**Exercise**.
Return the listing word for word, as given.

=-=-=

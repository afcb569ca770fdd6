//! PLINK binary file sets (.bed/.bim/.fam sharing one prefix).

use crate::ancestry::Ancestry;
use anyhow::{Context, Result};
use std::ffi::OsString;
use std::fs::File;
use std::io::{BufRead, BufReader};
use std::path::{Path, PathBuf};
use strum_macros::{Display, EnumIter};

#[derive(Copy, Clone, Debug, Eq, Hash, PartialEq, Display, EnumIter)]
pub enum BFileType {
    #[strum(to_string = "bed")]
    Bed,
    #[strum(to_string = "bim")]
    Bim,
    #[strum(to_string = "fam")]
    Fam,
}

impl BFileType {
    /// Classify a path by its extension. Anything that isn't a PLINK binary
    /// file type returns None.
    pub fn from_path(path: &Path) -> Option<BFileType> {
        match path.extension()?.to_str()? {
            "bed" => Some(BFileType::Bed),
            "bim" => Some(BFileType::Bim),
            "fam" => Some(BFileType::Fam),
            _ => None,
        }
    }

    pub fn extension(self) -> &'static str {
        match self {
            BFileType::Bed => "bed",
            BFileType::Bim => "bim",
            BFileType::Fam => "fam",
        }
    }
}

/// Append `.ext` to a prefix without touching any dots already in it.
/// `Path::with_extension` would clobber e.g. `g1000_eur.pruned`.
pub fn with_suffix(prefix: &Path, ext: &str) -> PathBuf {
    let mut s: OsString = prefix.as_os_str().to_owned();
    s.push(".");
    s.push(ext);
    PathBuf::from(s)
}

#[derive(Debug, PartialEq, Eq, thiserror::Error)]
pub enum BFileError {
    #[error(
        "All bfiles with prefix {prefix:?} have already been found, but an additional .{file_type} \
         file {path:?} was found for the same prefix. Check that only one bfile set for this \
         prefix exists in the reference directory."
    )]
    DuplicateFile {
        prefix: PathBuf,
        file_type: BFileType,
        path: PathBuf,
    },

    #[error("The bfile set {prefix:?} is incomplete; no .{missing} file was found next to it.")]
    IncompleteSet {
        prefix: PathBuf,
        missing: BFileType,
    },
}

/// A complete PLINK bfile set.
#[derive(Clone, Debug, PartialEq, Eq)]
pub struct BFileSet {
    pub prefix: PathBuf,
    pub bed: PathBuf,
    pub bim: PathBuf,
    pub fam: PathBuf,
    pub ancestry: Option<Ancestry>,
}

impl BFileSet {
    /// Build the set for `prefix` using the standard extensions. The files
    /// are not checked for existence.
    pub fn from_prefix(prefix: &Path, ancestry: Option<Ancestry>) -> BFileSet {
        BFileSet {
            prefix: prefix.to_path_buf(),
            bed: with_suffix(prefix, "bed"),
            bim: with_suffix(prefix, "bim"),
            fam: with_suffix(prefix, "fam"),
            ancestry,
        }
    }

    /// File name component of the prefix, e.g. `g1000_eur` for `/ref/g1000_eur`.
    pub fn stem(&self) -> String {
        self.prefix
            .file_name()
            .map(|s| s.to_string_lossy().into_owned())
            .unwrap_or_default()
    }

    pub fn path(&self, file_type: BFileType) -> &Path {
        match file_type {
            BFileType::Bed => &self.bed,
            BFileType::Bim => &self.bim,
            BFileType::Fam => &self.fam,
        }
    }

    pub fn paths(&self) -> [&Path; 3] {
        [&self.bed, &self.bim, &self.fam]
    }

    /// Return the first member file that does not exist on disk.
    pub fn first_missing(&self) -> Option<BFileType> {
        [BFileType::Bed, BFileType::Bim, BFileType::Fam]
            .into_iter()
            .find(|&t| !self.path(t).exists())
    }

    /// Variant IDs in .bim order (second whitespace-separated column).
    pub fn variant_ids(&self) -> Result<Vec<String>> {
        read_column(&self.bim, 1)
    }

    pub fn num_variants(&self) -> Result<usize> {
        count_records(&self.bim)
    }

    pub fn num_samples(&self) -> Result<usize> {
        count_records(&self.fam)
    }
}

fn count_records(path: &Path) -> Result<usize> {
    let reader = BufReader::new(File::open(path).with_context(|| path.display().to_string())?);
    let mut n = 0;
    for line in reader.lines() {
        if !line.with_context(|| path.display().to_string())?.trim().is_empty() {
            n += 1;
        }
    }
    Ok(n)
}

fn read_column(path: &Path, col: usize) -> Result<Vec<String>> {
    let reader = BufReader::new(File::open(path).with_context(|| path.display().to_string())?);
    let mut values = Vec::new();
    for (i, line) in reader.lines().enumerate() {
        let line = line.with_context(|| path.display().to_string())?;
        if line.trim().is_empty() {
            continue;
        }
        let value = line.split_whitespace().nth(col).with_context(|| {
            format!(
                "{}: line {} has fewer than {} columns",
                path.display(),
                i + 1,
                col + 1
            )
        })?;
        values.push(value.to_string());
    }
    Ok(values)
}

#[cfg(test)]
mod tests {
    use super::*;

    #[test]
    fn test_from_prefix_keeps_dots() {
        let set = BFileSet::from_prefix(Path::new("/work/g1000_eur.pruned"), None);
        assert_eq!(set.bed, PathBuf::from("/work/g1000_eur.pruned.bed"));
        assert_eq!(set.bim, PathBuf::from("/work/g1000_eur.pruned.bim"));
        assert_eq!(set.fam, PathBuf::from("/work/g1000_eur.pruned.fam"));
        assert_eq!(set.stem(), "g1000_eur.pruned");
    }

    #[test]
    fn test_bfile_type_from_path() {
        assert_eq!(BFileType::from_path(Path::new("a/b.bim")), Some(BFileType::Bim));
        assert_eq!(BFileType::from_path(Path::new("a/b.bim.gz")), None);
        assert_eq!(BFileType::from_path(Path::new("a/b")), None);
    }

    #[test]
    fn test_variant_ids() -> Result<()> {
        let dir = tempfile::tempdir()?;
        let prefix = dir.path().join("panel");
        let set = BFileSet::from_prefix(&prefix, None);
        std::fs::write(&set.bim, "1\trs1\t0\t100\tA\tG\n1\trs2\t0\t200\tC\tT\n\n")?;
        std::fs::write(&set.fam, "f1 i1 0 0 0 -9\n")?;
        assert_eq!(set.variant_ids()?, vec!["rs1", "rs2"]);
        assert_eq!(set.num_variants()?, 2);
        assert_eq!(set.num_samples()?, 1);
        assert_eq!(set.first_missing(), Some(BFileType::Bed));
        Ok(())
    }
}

=-=-=

**Solved exercise**.
repository afcb569ca770fdd6
//! PLINK binary file sets (.bed/.bim/.fam sharing one prefix).

use crate::ancestry::Ancestry;
use anyhow::{Context, Result};
use std::ffi::OsString;
use std::fs::File;
use std::io::{BufRead, BufReader};
use std::path::{Path, PathBuf};
use strum_macros::{Display, EnumIter};

#[derive(Copy, Clone, Debug, Eq, Hash, PartialEq, Display, EnumIter)]
pub enum BFileType {
    #[strum(to_string = "bed")]
    Bed,
    #[strum(to_string = "bim")]
    Bim,
    #[strum(to_string = "fam")]
    Fam,
}

impl BFileType {
    /// Classify a path by its extension. Anything that isn't a PLINK binary
    /// file type returns None.
    pub fn from_path(path: &Path) -> Option<BFileType> {
        match path.extension()?.to_str()? {
            "bed" => Some(BFileType::Bed),
            "bim" => Some(BFileType::Bim),
            "fam" => Some(BFileType::Fam),
            _ => None,
        }
    }

    pub fn extension(self) -> &'static str {
        match self {
            BFileType::Bed => "bed",
            BFileType::Bim => "bim",
            BFileType::Fam => "fam",
        }
    }
}

/// Append `.ext` to a prefix without touching any dots already in it.
/// `Path::with_extension` would clobber e.g. `g1000_eur.pruned`.
pub fn with_suffix(prefix: &Path, ext: &str) -> PathBuf {
    let mut s: OsString = prefix.as_os_str().to_owned();
    s.push(".");
    s.push(ext);
    PathBuf::from(s)
}

#[derive(Debug, PartialEq, Eq, thiserror::Error)]
pub enum BFileError {
    #[error(
        "All bfiles with prefix {prefix:?} have already been found, but an additional .{file_type} \
         file {path:?} was found for the same prefix. Check that only one bfile set for this \
         prefix exists in the reference directory."
    )]
    DuplicateFile {
        prefix: PathBuf,
        file_type: BFileType,
        path: PathBuf,
    },

    #[error("The bfile set {prefix:?} is incomplete; no .{missing} file was found next to it.")]
    IncompleteSet {
        prefix: PathBuf,
        missing: BFileType,
    },
}

/// A complete PLINK bfile set.
#[derive(Clone, Debug, PartialEq, Eq)]
pub struct BFileSet {
    pub prefix: PathBuf,
    pub bed: PathBuf,
    pub bim: PathBuf,
    pub fam: PathBuf,
    pub ancestry: Option<Ancestry>,
}

impl BFileSet {
    /// Build the set for `prefix` using the standard extensions. The files
    /// are not checked for existence.
    pub fn from_prefix(prefix: &Path, ancestry: Option<Ancestry>) -> BFileSet {
        BFileSet {
            prefix: prefix.to_path_buf(),
            bed: with_suffix(prefix, "bed"),
            bim: with_suffix(prefix, "bim"),
            fam: with_suffix(prefix, "fam"),
            ancestry,
        }
    }

    /// File name component of the prefix, e.g. `g1000_eur` for `/ref/g1000_eur`.
    pub fn stem(&self) -> String {
        self.prefix
            .file_name()
            .map(|s| s.to_string_lossy().into_owned())
            .unwrap_or_default()
    }

    pub fn path(&self, file_type: BFileType) -> &Path {
        match file_type {
            BFileType::Bed => &self.bed,
            BFileType::Bim => &self.bim,
            BFileType::Fam => &self.fam,
        }
    }

    pub fn paths(&self) -> [&Path; 3] {
        [&self.bed, &self.bim, &self.fam]
    }

    /// Return the first member file that does not exist on disk.
    pub fn first_missing(&self) -> Option<BFileType> {
        [BFileType::Bed, BFileType::Bim, BFileType::Fam]
            .into_iter()
            .find(|&t| !self.path(t).exists())
    }

    /// Variant IDs in .bim order (second whitespace-separated column).
    pub fn variant_ids(&self) -> Result<Vec<String>> {
        read_column(&self.bim, 1)
    }

    pub fn num_variants(&self) -> Result<usize> {
        count_records(&self.bim)
    }

    pub fn num_samples(&self) -> Result<usize> {
        count_records(&self.fam)
    }
}

fn count_records(path: &Path) -> Result<usize> {
    let reader = BufReader::new(File::open(path).with_context(|| path.display().to_string())?);
    let mut n = 0;
    for line in reader.lines() {
        if !line.with_context(|| path.display().to_string())?.trim().is_empty() {
            n += 1;
        }
    }
    Ok(n)
}

fn read_column(path: &Path, col: usize) -> Result<Vec<String>> {
    let reader = BufReader::new(File::open(path).with_context(|| path.display().to_string())?);
    let mut values = Vec::new();
    for (i, line) in reader.lines().enumerate() {
        let line = line.with_context(|| path.display().to_string())?;
        if line.trim().is_empty() {
            continue;
        }
        let value = line.split_whitespace().nth(col).with_context(|| {
            format!(
                "{}: line {} has fewer than {} columns",
                path.display(),
                i + 1,
                col + 1
            )
        })?;
        values.push(value.to_string());
    }
    Ok(values)
}

#[cfg(test)]
mod tests {
    use super::*;

    #[test]
    fn test_from_prefix_keeps_dots() {
        let set = BFileSet::from_prefix(Path::new("/work/g1000_eur.pruned"), None);
        assert_eq!(set.bed, PathBuf::from("/work/g1000_eur.pruned.bed"));
        assert_eq!(set.bim, PathBuf::from("/work/g1000_eur.pruned.bim"));
        assert_eq!(set.fam, PathBuf::from("/work/g1000_eur.pruned.fam"));
        assert_eq!(set.stem(), "g1000_eur.pruned");
    }

    #[test]
    fn test_bfile_type_from_path() {
        assert_eq!(BFileType::from_path(Path::new("a/b.bim")), Some(BFileType::Bim));
        assert_eq!(BFileType::from_path(Path::new("a/b.bim.gz")), None);
        assert_eq!(BFileType::from_path(Path::new("a/b")), None);
    }

    #[test]
    fn test_variant_ids() -> Result<()> {
        let dir = tempfile::tempdir()?;
        let prefix = dir.path().join("panel");
        let set = BFileSet::from_prefix(&prefix, None);
        std::fs::write(&set.bim, "1\trs1\t0\t100\tA\tG\n1\trs2\t0\t200\tC\tT\n\n")?;
        std::fs::write(&set.fam, "f1 i1 0 0 0 -9\n")?;
        assert_eq!(set.variant_ids()?, vec!["rs1", "rs2"]);
        assert_eq!(set.num_variants()?, 2);
        assert_eq!(set.num_samples()?, 1);
        assert_eq!(set.first_missing(), Some(BFileType::Bed));
        Ok(())
    }
}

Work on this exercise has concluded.